Virginia Lawyers Weekly
Marital debt should not be divided equally
By Alan Cooper
Published: April 20, 2010
When the General Assembly enacted equitable distribution in 1982 as the mechanism for dividing the property of divorcing spouses, it created a presumption that property acquired during the marriage is marital – the property of both spouses.
The legislature created no such presumption for debts acquired during the marriage.
The case of Gilliam v. McGrady (VLW 010-6-052) illustrates the reason for treating property and debt differently, according to Senior Justice Charles S. Russell.
Louis B. Gilliam and Arthur L. McGrady were married in 1990 and separated in 2005.
In 2000, McGrady formed a painting business and operated it until 2004. He was responsible for running the business and had sole authority to write checks for it.
In the first year of the business, Gilliam became aware that McGrady was not paying payroll taxes to the Internal Revenue Service. From that year on, Gilliam filed separate income tax returns.
She told him that McGrady that must pay the taxes, but he responded that he couldn’t afford to pay them and that she had no business sense.
The business took in about $214,000 while it was in existence, and McGrady transferred about $53,350 to Gilliam’s checking account for household expenses. He testified that he also had paid household expenses directly out of the business account.
By October 2006, McGrady owed more than $118,000 in payroll taxes, penalties and interest.
Albemarle County Circuit Judge Cheryl V. Higgins ruled that both parties had benefited from the nonpayment of taxes and that McGrady had the burden of showing how and why the debt was incurred.
Higgins ordered McGrady to pay 65 percent of the penalties and interest but divided the principal amount of the taxes due equally between the parties.
A panel of the Virginia Court of Appeals affirmed Higgins’ holding on the burden of proof, although it acknowledged that Virginia Code § 20-107 creates a presumption for the treatment of property but not debt. “[W]e see no principled reason why the presumption should not apply to debt acquired during the marriage,” the panel said. “Property and debt are both components of an equitable distribution award.”
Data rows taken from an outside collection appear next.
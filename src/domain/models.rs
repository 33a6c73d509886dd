use ethers::types::{Address, Bytes, H256, U256};
use serde::{Deserialize, Serialize, Serializer};

pub(crate) fn serialize_decimal<S: Serializer>(value: &U256, serializer: S) -> Result<S::Ok, S::Error> {
    serializer.serialize_str(&value.to_string())
}

fn serialize_decimals<S: Serializer>(values: &[U256], serializer: S) -> Result<S::Ok, S::Error> {
    serializer.collect_seq(values.iter().map(|v| v.to_string()))
}

// ============ TOKEN MODELS ============

/// Supply and identity of an ERC-20 token, in display units
#[derive(Debug, Clone, PartialEq, Serialize)]
pub struct TokenMetrics {
    pub total_supply: f64,
    pub token_name: String,
    pub token_symbol: String,
}

#[derive(Debug, Clone, PartialEq, Serialize)]
pub struct TreasuryBalances {
    pub treasury_address: Address,
    pub eth_token_balance: f64,
    pub ether_balance: f64,
}

// ============ STRATEGY MODELS ============

/// Yield strategy metrics with basis points converted to percent
#[derive(Debug, Clone, PartialEq, Serialize)]
pub struct StrategyMetrics {
    pub strategy_id: u8,
    pub protocol: &'static str,
    pub apy: f64,
    pub tvl: f64,
    pub utilization_rate: f64,
    pub risk_adjusted_returns: f64,
    pub withdrawal_liquidity: f64,
    /// What the protocol does for the treasury
    pub description: &'static str,
    /// Label reported by the Strategy contract
    pub contract_description: String,
}

#[derive(Debug, Clone, PartialEq, Serialize)]
pub struct StrategySummary {
    pub average_apy: f64,
    pub average_risk_adjusted_returns: f64,
    pub total_tvl: f64,
}

impl StrategySummary {
    /// Plain means of the per-strategy percentages; no further scaling.
    pub fn from_metrics(metrics: &[StrategyMetrics]) -> Self {
        if metrics.is_empty() {
            return Self {
                average_apy: 0.0,
                average_risk_adjusted_returns: 0.0,
                total_tvl: 0.0,
            };
        }

        let count = metrics.len() as f64;
        Self {
            average_apy: metrics.iter().map(|m| m.apy).sum::<f64>() / count,
            average_risk_adjusted_returns: metrics.iter().map(|m| m.risk_adjusted_returns).sum::<f64>() / count,
            total_tvl: metrics.iter().map(|m| m.tvl).sum(),
        }
    }
}

// ============ GOVERNANCE MODELS ============

/// A proposal as stored by the Governance contract
#[derive(Debug, Clone, PartialEq, Serialize)]
pub struct ProposalDetails {
    pub index: u64,
    #[serde(serialize_with = "serialize_decimal")]
    pub proposal_id: U256,
    pub proposer: Address,
    pub target_contracts: Vec<Address>,
    #[serde(serialize_with = "serialize_decimals")]
    pub eth_spent: Vec<U256>,
    pub calldatas: Vec<Bytes>,
    pub hashed_description: H256,
    /// First execution step rendered against the known ABIs
    pub execution_function: Option<String>,
}

/// Vote counts in display units
#[derive(Debug, Clone, Copy, PartialEq, Serialize)]
pub struct VoteTally {
    pub against: f64,
    #[serde(rename = "for")]
    pub for_votes: f64,
    pub abstain: f64,
    pub total: f64,
}

#[derive(Debug, Clone, Copy, PartialEq, Serialize)]
pub struct VotePercentages {
    pub against: f64,
    #[serde(rename = "for")]
    pub for_votes: f64,
    pub abstain: f64,
}

#[derive(Debug, Clone, Copy, PartialEq, Serialize)]
pub struct QuorumProgress {
    pub quorum: f64,
    /// Share of the quorum reached, capped at 100
    pub progress: f64,
    pub met: bool,
}

impl VoteTally {
    pub fn has_votes(&self) -> bool {
        self.total > 0.0
    }

    /// Share of each option in percent. All zero when nobody voted.
    pub fn percentages(&self) -> VotePercentages {
        if !self.has_votes() {
            return VotePercentages {
                against: 0.0,
                for_votes: 0.0,
                abstain: 0.0,
            };
        }

        VotePercentages {
            against: self.against / self.total * 100.0,
            for_votes: self.for_votes / self.total * 100.0,
            abstain: self.abstain / self.total * 100.0,
        }
    }

    pub fn quorum_progress(&self, quorum: f64) -> QuorumProgress {
        if quorum <= 0.0 {
            return QuorumProgress {
                quorum,
                progress: 100.0,
                met: true,
            };
        }

        QuorumProgress {
            quorum,
            progress: (self.total / quorum * 100.0).min(100.0),
            met: self.total >= quorum,
        }
    }
}

/// Ballot options of `castVote`
#[derive(Debug, Clone, Copy, PartialEq, Eq, Serialize, Deserialize)]
#[serde(rename_all = "lowercase")]
pub enum VoteSupport {
    Against = 0,
    For = 1,
    Abstain = 2,
}

impl VoteSupport {
    pub fn as_u8(self) -> u8 {
        self as u8
    }
}

/// Lifecycle of an OpenZeppelin Governor proposal
#[derive(Debug, Clone, Copy, PartialEq, Eq, Serialize)]
pub enum ProposalState {
    Pending,
    Active,
    Canceled,
    Defeated,
    Succeeded,
    Queued,
    Expired,
    Executed,
}

impl TryFrom<u8> for ProposalState {
    type Error = u8;

    fn try_from(value: u8) -> Result<Self, Self::Error> {
        Ok(match value {
            0 => ProposalState::Pending,
            1 => ProposalState::Active,
            2 => ProposalState::Canceled,
            3 => ProposalState::Defeated,
            4 => ProposalState::Succeeded,
            5 => ProposalState::Queued,
            6 => ProposalState::Expired,
            7 => ProposalState::Executed,
            other => return Err(other),
        })
    }
}

/// Confirmed vote transaction
#[derive(Debug, Clone, Serialize)]
pub struct CastVoteResponse {
    pub transaction_hash: H256,
    pub block_number: u64,
    pub explorer_url: String,
    /// Voting weight counted by the contract, in display units
    pub weight: Option<f64>,
}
Writing for a unanimous Supreme Court, Russell said, however, a presumption on debt would interfere with the legislative goad of arriving “at a fair and equitable monetary award.”
In this case, he said, “The wife had no knowledge of the business affairs of Premier Painting and no means of controlling its non-payment of taxes. Far from condoning or encouraging the husband’s failure to pay them, she insisted that they be paid as soon as she became aware of the situation and immediately began filing separate income tax returns.
“Because the husband kept his business affairs secret from her, she had no way of knowing the extent to which the husband’s failure to pay taxes may have benefited the family’s finances, if at all,” Russell wrote. “As the circuit court found, there was no specific evidence of where the money went that had been obtained from the husband’s non-payment of taxes.”
In the absence of a presumption, “traditional rules concerning the allocation of the burden of proof apply.”
A party seeking to prove a debt was jointly incurred has the burden of showing that the debt is martial and shifting to the other party the burden of persuading the court that the debt was separate, Russell said.
On the other hand, the party seeking to prove that a debt was incurred by the other spouse has to make a prima facie case that the debt was separate in order to shift the burden of persuading the court that it was marital.
The decision caught family law practitioners off guard, even though they acknowledged the correctness of Russell’s analysis.
“My e-mail traffic lit up Thursday afternoon” (April 15), the day the decision came down, said Cheshire I’Anson Eveleigh, chair of the Virginia Family Law Coalition.
Eveleigh said family law practitioners traditionally have used the same analytical tools for allocating assets and debts.
The approach has the appeal of surface logic and consistency, she said. Practitioners approached a divorce with the idea of two separate trials, one for issues of custody and the other to allocate the couple’s resources – or lack of them.
Now, the different allocations of proof may well require three trials, she said. The ultimate result may be the same as it is under the approach lawyers and trial courts have been using, she said. “It’s just going to take longer to get there. It’s going to take up more of the court’s time, I believe” as judges may become more involved “in the minutia of who charged what on the credit card.”
Lawrence D. Diehl, the Chesterfield County lawyer who helped draft the statute, said even though Russell “correctly analyzed the words and terms set forth in the statute,” the practice of lawyers and the decision of the Court of Appeals may better reflect the overall intent of the law.
A legislative fix might be in order, he said, and Eveleigh said that possibility certainly will come up before the coalition shortly, although she would not predict what position it might take.
Joseph A. Condo, a family law specialist in McLean, said he understands the concerns of Diehl and Eveleigh about more work for judges and lawyers.
But Russell’s decision is “a fair result. If this is what is necessary to reach a fair result, then we’ll have to do what we have to do.”
Charlottesville lawyer Francis L. Buck represented Gilliam. McGrady was unrepresented in the appellate courts.